Find the lines of the listing that contain the string "filename", and return them.
═════ Dataset records ═════
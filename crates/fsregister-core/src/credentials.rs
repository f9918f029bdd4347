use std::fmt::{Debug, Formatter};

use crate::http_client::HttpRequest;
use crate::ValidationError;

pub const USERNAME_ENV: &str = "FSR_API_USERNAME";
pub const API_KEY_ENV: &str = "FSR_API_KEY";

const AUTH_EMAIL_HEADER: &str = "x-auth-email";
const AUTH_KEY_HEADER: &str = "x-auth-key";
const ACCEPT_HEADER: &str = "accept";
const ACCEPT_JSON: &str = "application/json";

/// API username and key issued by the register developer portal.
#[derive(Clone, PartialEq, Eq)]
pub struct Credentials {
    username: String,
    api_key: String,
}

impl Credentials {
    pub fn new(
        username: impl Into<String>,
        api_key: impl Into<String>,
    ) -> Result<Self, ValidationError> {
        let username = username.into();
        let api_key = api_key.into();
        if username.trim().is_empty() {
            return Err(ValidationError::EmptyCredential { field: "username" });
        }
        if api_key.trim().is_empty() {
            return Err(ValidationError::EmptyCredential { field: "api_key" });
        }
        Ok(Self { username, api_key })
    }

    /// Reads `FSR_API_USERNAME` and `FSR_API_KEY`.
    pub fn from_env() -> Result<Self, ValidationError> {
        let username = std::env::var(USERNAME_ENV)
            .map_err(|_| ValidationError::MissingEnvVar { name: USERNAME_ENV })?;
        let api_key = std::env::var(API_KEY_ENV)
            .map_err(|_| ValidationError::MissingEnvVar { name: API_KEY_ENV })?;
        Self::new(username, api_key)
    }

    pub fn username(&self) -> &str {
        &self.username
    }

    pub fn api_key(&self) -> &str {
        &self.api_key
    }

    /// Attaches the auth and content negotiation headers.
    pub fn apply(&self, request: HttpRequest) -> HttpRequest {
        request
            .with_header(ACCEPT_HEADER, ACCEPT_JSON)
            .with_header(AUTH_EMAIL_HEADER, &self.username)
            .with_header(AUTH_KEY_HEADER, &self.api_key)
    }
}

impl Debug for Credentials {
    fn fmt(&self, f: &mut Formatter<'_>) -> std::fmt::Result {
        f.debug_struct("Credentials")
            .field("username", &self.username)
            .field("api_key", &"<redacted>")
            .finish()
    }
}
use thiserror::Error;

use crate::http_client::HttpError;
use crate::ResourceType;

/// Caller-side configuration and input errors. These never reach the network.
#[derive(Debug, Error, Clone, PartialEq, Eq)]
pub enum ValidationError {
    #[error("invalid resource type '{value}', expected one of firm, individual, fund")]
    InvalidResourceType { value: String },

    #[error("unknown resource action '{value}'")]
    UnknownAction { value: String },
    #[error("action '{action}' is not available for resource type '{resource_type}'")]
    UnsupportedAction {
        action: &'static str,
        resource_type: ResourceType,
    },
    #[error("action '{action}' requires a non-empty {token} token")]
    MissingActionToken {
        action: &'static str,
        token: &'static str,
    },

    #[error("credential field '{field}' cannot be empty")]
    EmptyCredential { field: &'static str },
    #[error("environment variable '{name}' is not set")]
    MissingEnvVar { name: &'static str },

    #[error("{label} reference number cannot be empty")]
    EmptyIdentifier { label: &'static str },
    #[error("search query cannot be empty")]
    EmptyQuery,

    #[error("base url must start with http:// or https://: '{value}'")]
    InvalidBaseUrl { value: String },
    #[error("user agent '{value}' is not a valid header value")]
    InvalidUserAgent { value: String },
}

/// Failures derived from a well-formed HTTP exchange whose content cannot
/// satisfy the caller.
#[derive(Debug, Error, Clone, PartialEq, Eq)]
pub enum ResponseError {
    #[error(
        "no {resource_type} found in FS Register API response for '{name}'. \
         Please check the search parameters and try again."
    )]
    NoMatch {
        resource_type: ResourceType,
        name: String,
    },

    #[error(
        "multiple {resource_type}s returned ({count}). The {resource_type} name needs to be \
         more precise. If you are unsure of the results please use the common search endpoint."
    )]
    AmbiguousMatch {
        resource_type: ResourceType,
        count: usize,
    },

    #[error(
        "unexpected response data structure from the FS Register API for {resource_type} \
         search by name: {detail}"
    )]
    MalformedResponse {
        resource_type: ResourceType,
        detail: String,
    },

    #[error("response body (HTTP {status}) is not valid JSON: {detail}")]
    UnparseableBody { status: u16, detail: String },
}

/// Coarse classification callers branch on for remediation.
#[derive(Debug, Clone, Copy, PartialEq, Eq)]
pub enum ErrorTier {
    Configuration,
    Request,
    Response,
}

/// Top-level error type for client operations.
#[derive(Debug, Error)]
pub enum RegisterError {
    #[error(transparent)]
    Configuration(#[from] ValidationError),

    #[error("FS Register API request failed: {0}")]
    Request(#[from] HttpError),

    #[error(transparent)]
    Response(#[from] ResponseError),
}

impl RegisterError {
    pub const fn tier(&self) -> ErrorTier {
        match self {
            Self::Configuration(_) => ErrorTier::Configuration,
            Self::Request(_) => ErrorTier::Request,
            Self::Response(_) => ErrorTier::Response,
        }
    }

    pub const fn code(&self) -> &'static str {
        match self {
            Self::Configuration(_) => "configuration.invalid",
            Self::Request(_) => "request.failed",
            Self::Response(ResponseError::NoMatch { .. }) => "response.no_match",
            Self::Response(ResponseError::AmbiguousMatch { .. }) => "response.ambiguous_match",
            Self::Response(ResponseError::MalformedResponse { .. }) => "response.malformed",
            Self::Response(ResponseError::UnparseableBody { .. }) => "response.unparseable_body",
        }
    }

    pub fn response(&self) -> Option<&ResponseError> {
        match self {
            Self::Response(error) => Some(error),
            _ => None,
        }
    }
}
═════
═════ Dataset records ═════
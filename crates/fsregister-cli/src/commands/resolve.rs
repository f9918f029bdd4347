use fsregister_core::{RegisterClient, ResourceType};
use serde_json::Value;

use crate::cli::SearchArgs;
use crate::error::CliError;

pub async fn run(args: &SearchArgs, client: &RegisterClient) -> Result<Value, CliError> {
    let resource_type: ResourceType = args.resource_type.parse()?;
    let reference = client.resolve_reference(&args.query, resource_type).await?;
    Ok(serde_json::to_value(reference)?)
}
═════
_Answer to this exercise_:
filename crates/fsregister-core/src/credentials.rs
filename crates/fsregister-cli/src/commands/resolve.rs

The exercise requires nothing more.